I had other help, too. My hairdresser knew my desire to be married and he made sure that I had a good look when I left his shop. We joked about me heading down to the supermarket immediately after my appointment to look for a husband. I told him I really did follow his advice and that I went directly to the store each time and while I shopped, I looked over the fresh produce for Mr. Right. He laughed at me and said, "That's not where to look!" He advised me to change my course and head over to the aisle with all the instant and ready-made foods. So, I broadened my search to include those aisles. It was a wash, but while I was scoping out the men selecting their instant dinners, I discovered a few new grocery items for my cart.

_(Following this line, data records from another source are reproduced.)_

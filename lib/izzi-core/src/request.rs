//! Transport-level HTTP requests.
//!
//! A [`Request`] is what the pipeline hands to a [`crate::Transport`]: the
//! URL is already validated and the body already encoded.
//!
//! # Example
//!
//! ```
//! use std::time::Duration;
//! use izzi_core::{Method, Request};
//!
//! let request = Request::builder(Method::Get, "https://api.example.com".parse().unwrap())
//!     .header("Accept", "application/json")
//!     .timeout(Duration::from_secs(5))
//!     .build();
//! assert_eq!(request.cache_key(), "https://api.example.com/");
//! ```

use std::collections::HashMap;
use std::time::Duration;

use bytes::Bytes;
use url::Url;

use crate::{EncodedBody, Method};

/// An HTTP request with method, URL, headers, optional body and timeout.
#[derive(Debug, Clone)]
pub struct Request {
    method: Method,
    url: Url,
    headers: HashMap<String, String>,
    body: Option<Bytes>,
    timeout: Option<Duration>,
}

impl Request {
    /// Creates a new [`RequestBuilder`].
    #[must_use]
    pub fn builder(method: Method, url: Url) -> RequestBuilder {
        RequestBuilder::new(method, url)
    }

    /// HTTP method.
    #[must_use]
    pub const fn method(&self) -> Method {
        self.method
    }

    /// Request URL.
    #[must_use]
    pub fn url(&self) -> &Url {
        &self.url
    }

    /// Key under which the response to this request is cached.
    #[must_use]
    pub fn cache_key(&self) -> &str {
        self.url.as_str()
    }

    /// Request headers, keyed by lowercase name.
    #[must_use]
    pub fn headers(&self) -> &HashMap<String, String> {
        &self.headers
    }

    /// Single header value by name, ignoring ASCII case.
    #[must_use]
    pub fn header(&self, name: &str) -> Option<&str> {
        self.headers
            .iter()
            .find(|(key, _)| key.eq_ignore_ascii_case(name))
            .map(|(_, value)| value.as_str())
    }

    /// Request body.
    #[must_use]
    pub const fn body(&self) -> Option<&Bytes> {
        self.body.as_ref()
    }

    /// Time allowed for the exchange, if set.
    #[must_use]
    pub const fn timeout(&self) -> Option<Duration> {
        self.timeout
    }

    /// Consume into (method, url, headers, body).
    #[must_use]
    pub fn into_parts(self) -> (Method, Url, HashMap<String, String>, Option<Bytes>) {
        (self.method, self.url, self.headers, self.body)
    }
}

/// Builder for constructing [`Request`] instances.
#[derive(Debug, Clone)]
pub struct RequestBuilder {
    method: Method,
    url: Url,
    headers: HashMap<String, String>,
    body: Option<Bytes>,
    timeout: Option<Duration>,
}

impl RequestBuilder {
    /// Creates a new builder.
    #[must_use]
    pub fn new(method: Method, url: Url) -> Self {
        Self {
            method,
            url,
            headers: HashMap::new(),
            body: None,
            timeout: None,
        }
    }

    /// Sets a header, replacing any value already set under the same name
    /// in any letter case.
    ///
    /// Names are stored in ASCII lowercase.
    #[must_use]
    pub fn header(mut self, name: impl Into<String>, value: impl Into<String>) -> Self {
        let mut name = name.into();
        name.make_ascii_lowercase();
        self.headers.insert(name, value.into());
        self
    }

    /// Sets multiple headers.
    ///
    /// When `headers` holds several spellings of one name, a single entry
    /// is kept with the value seen last in iteration order.
    #[must_use]
    pub fn headers(self, headers: impl IntoIterator<Item = (String, String)>) -> Self {
        headers
            .into_iter()
            .fold(self, |builder, (name, value)| builder.header(name, value))
    }

    /// Sets a raw body without touching the headers.
    #[must_use]
    pub fn body(mut self, body: impl Into<Bytes>) -> Self {
        self.body = Some(body.into());
        self
    }

    /// Sets an encoded body and its `content-type`, replacing any value the
    /// caller set.
    #[must_use]
    pub fn encoded_body(self, body: EncodedBody) -> Self {
        let (bytes, content_type) = body.into_parts();
        let mut builder = self.header("content-type", content_type.as_str());
        builder.body = Some(bytes);
        builder
    }

    /// Sets the time allowed for the exchange.
    #[must_use]
    pub const fn timeout(mut self, timeout: Duration) -> Self {
        self.timeout = Some(timeout);
        self
    }

    /// Builds the [`Request`].
    #[must_use]
    pub fn build(self) -> Request {
        Request {
            method: self.method,
            url: self.url,
            headers: self.headers,
            body: self.body,
            timeout: self.timeout,
        }
    }
}

#[cfg(test)]
mod tests {
    use super::*;
    use crate::{Body, encode_body};

    fn url() -> Url {
        Url::parse("https://api.example.com/users").expect("valid URL")
    }

    #[test]
    fn request_builder_basic() {
        let request = Request::builder(Method::Get, url())
            .header("Accept", "application/json")
            .timeout(Duration::from_secs(3))
            .build();

        assert_eq!(request.method(), Method::Get);
        assert_eq!(request.url().as_str(), "https://api.example.com/users");
        assert_eq!(request.header("accept"), Some("application/json"));
        assert_eq!(request.timeout(), Some(Duration::from_secs(3)));
        assert!(request.body().is_none());
    }

    #[test]
    fn cache_key_is_canonical_url() {
        let url = Url::parse("HTTPS://API.Example.com:443/users?page=1").expect("valid URL");
        let request = Request::builder(Method::Get, url).build();
        assert_eq!(request.cache_key(), "https://api.example.com/users?page=1");
    }

    #[test]
    fn encoded_body_sets_content_type() {
        let encoded = encode_body::<()>(Some(Body::binary(vec![1, 2, 3])), true)
            .expect("encode")
            .expect("body");
        let request = Request::builder(Method::Put, url())
            .header("content-type", "text/plain")
            .header("X-Trace", "abc")
            .encoded_body(encoded)
            .build();

        assert_eq!(request.headers().len(), 2);
        assert_eq!(
            request.header("Content-Type"),
            Some("application/octet-stream")
        );
        assert_eq!(request.body(), Some(&Bytes::from_static(&[1, 2, 3])));
    }

    #[test]
    fn header_names_are_case_insensitive() {
        let request = Request::builder(Method::Get, url())
            .header("Accept", "text/plain")
            .header("ACCEPT", "application/json")
            .build();

        assert_eq!(request.headers().len(), 1);
        assert_eq!(
            request.headers().get("accept").map(String::as_str),
            Some("application/json")
        );
    }

    #[test]
    fn header_map_with_duplicate_spellings_keeps_one_entry() {
        let headers = HashMap::from([
            ("Accept".to_string(), "text/plain".to_string()),
            ("accept".to_string(), "application/json".to_string()),
            ("X-Trace".to_string(), "abc".to_string()),
        ]);
        let request = Request::builder(Method::Get, url()).headers(headers).build();

        assert_eq!(request.headers().len(), 2);
        assert!(matches!(
            request.header("Accept"),
            Some("text/plain" | "application/json")
        ));
        assert_eq!(request.headers().get("x-trace").map(String::as_str), Some("abc"));
    }

    #[test]
    fn into_parts() {
        let request = Request::builder(Method::Post, url())
            .body("payload")
            .build();
        let (method, url, headers, body) = request.into_parts();

        assert_eq!(method, Method::Post);
        assert_eq!(url.path(), "/users");
        assert!(headers.is_empty());
        assert_eq!(body, Some(Bytes::from("payload")));
    }
}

My minister knew, too. She listened to my stories. We became friends and visited and had lunches together. She prayed for me. I used to meet another single lady friend after church for brunch and we would compare notes on our searches and dating experiences. Then, there was my dentist and her assistant. My dentist was a pretty young newlywed and her assistant was about my age, which at the time was my mid 40's. While I was in the chair, we would chat about all kinds of things. I had never had a female dentist before and it was refreshing to talk to her about "normal" things. I needed a series of appointments, so we all became well acquainted. Being very nervous about having dental work, I was probably very chatty . . . even more than usual . . . which can be a lot at times. The subject of my search for Mr. Right came up and I filled them in on my activities at every appointment. They were amused by some of my stories and also wanted to help. They began talking to each other over my head, while they were working on my teeth, and saying things like, "Oh, we should book so and so at the same time as her." I could tell they were half-joking and half-serious.

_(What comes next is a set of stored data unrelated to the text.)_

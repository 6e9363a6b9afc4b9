//! Response cache.
//!
//! Entries are keyed by the canonical request URL and checked for freshness
//! lazily, on read. Nothing is evicted in the background: a stale entry is
//! simply ignored until the next successful fetch overwrites it.

use std::collections::HashMap;
use std::fmt;
use std::sync::{PoisonError, RwLock};
use std::time::Duration;

use bytes::Bytes;
use derive_more::{Display, Error};
use tokio::time::Instant;

/// A cached response body with its headers and storage time.
#[derive(Debug, Clone, PartialEq, Eq)]
pub struct CacheEntry {
    body: Bytes,
    headers: HashMap<String, String>,
    stored_at: Instant,
}

impl CacheEntry {
    /// Creates a new entry stored at `stored_at`.
    #[must_use]
    pub fn new(body: Bytes, headers: HashMap<String, String>, stored_at: Instant) -> Self {
        Self {
            body,
            headers,
            stored_at,
        }
    }

    /// Cached response body.
    #[must_use]
    pub const fn body(&self) -> &Bytes {
        &self.body
    }

    /// Response headers at the time the entry was stored.
    #[must_use]
    pub fn headers(&self) -> &HashMap<String, String> {
        &self.headers
    }

    /// When the entry was stored.
    #[must_use]
    pub const fn stored_at(&self) -> Instant {
        self.stored_at
    }

    /// Returns `true` while less than `expiry` has elapsed since storage.
    #[must_use]
    pub fn is_fresh(&self, expiry: Duration, now: Instant) -> bool {
        now.saturating_duration_since(self.stored_at) < expiry
    }

    /// Consume into the body.
    #[must_use]
    pub fn into_body(self) -> Bytes {
        self.body
    }
}

/// Cache storage failure.
///
/// The pipeline never surfaces these to callers: caching is best-effort.
#[derive(Debug, Clone, PartialEq, Eq, Display, Error)]
pub enum CacheError {
    /// The store has no room for a new key.
    #[display("cache is full ({capacity} entries)")]
    Full {
        /// Maximum number of entries.
        capacity: usize,
    },

    /// Backend-specific failure.
    #[display("cache backend error: {_0}")]
    Backend(#[error(not(source))] String),
}

/// Storage for cached responses, shared between requests.
///
/// Implementations must be safe for concurrent use; they need not make a
/// lookup-then-store sequence atomic.
pub trait CacheStore: Send + Sync + fmt::Debug {
    /// Get the entry stored under `key`, fresh or not.
    fn lookup(&self, key: &str) -> Option<CacheEntry>;

    /// Store `entry` under `key`, replacing any previous entry.
    ///
    /// # Errors
    ///
    /// Returns an error if the entry could not be stored.
    fn store(&self, key: &str, entry: CacheEntry) -> Result<(), CacheError>;

    /// Remove the entry stored under `key`, returning it.
    fn remove(&self, key: &str) -> Option<CacheEntry>;

    /// Remove every entry.
    fn clear(&self);
}

/// In-memory [`CacheStore`] backed by a `RwLock<HashMap>`.
///
/// # Example
///
/// ```
/// use std::sync::Arc;
/// use izzi_core::{CacheStore, MemoryCache};
///
/// // one cache shared by every client that should see the same entries
/// let shared: Arc<dyn CacheStore> = Arc::new(MemoryCache::new());
///
/// // bounded cache: new keys are refused once 100 entries are stored
/// let bounded = MemoryCache::with_max_entries(100);
/// assert!(bounded.is_empty());
/// ```
#[derive(Debug, Default)]
pub struct MemoryCache {
    entries: RwLock<HashMap<String, CacheEntry>>,
    max_entries: Option<usize>,
}

impl MemoryCache {
    /// Create an unbounded cache.
    #[must_use]
    pub fn new() -> Self {
        Self::default()
    }

    /// Create a cache holding at most `max_entries` keys.
    #[must_use]
    pub fn with_max_entries(max_entries: usize) -> Self {
        Self {
            entries: RwLock::default(),
            max_entries: Some(max_entries),
        }
    }

    /// Number of stored entries, fresh or stale.
    #[must_use]
    pub fn len(&self) -> usize {
        self.entries
            .read()
            .unwrap_or_else(PoisonError::into_inner)
            .len()
    }

    /// Returns `true` if nothing is stored.
    #[must_use]
    pub fn is_empty(&self) -> bool {
        self.len() == 0
    }
}

impl CacheStore for MemoryCache {
    fn lookup(&self, key: &str) -> Option<CacheEntry> {
        self.entries
            .read()
            .unwrap_or_else(PoisonError::into_inner)
            .get(key)
            .cloned()
    }

    fn store(&self, key: &str, entry: CacheEntry) -> Result<(), CacheError> {
        let mut entries = self.entries.write().unwrap_or_else(PoisonError::into_inner);
        if let Some(capacity) = self.max_entries
            && entries.len() >= capacity
            && !entries.contains_key(key)
        {
            return Err(CacheError::Full { capacity });
        }
        entries.insert(key.to_string(), entry);
        Ok(())
    }

    fn remove(&self, key: &str) -> Option<CacheEntry> {
        self.entries
            .write()
            .unwrap_or_else(PoisonError::into_inner)
            .remove(key)
    }

    fn clear(&self) {
        self.entries
            .write()
            .unwrap_or_else(PoisonError::into_inner)
            .clear();
    }
}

Internet dating was in its infancy in the early part of the new century; but after some consideration of my options, I dipped my toe in the water of the online scene. At first, I used a free site, but found it was not for me. The criteria were vague and the matches that came up in my search were all over the board. I chalked it up to a learning experience as I navigated the waters of talking online to men from all over the country and the world. I swam into deeper waters to a site that was more reputable and had a fee. Friends and family were worried about me using the Internet to find Mr. Right. They warned me to be careful and about the dangers lurking behind the computer screen. My reply was that I had already read all the "do's and dont's" of Internet dating. I was careful. I met some men who interested me and I dated a bit. Some dates were disasters, and some were fun and led to successive dates. But, there was just never that spark that I was looking for. I didn't want to settle. I was hopeful, not desperate. However, there were those dark and lonesome times in between the bright spots. I had a list. It was the kind of list I make when I need to make a big decision. It was my "what I want in a husband" list. It had three columns with the headings, Requirement, Plus, Deal Breaker. I wrote it around the year 2,000, I think; or maybe a few years before. I can't recall. I prayed over it and kept it in my desk. I fine-tuned it when necessary. It was what I referred to when I wrote my online profile for the Internet dating service I subscribed to. I had been on my search for more than two years when I hit bottom and started to wonder if my friends were right . . . that I should just accept my lot in life to be single forever and grow old alone.
On Labor Day weekend, I was at home and, as usual, by myself. I was mad, disappointed and scared. I felt cheated and abandoned. In tears, I went to my desk and took the list out of the drawer. As I tore it into shreds, I sobbed and said to God, "Please God, show me why I am here or just take me now. I am done." I cried myself to sleep. Three hours later, I awoke. I felt completely different than I had just three hours before. I felt new. I felt soothed. I felt like a huge weight had been lifted from me and I felt hurts and fears melt away and my body felt strong and shielded. It is hard to explain all that I felt. Nothing that I felt was sad, scary or negative. When I went to work on Tuesday, I told a woman I worked with about my experience and she said the Grace of God had washed over me. She was a former nun and she shared with me a similar experience she had in her life and also said that the duration of three hours was significant . . . the same number of hours that Jesus was on the cross. Little did I know that those three hours not only helped erase the hurts from my burdened soul, but more importantly, they prepared me for the most memorable first in my entire life.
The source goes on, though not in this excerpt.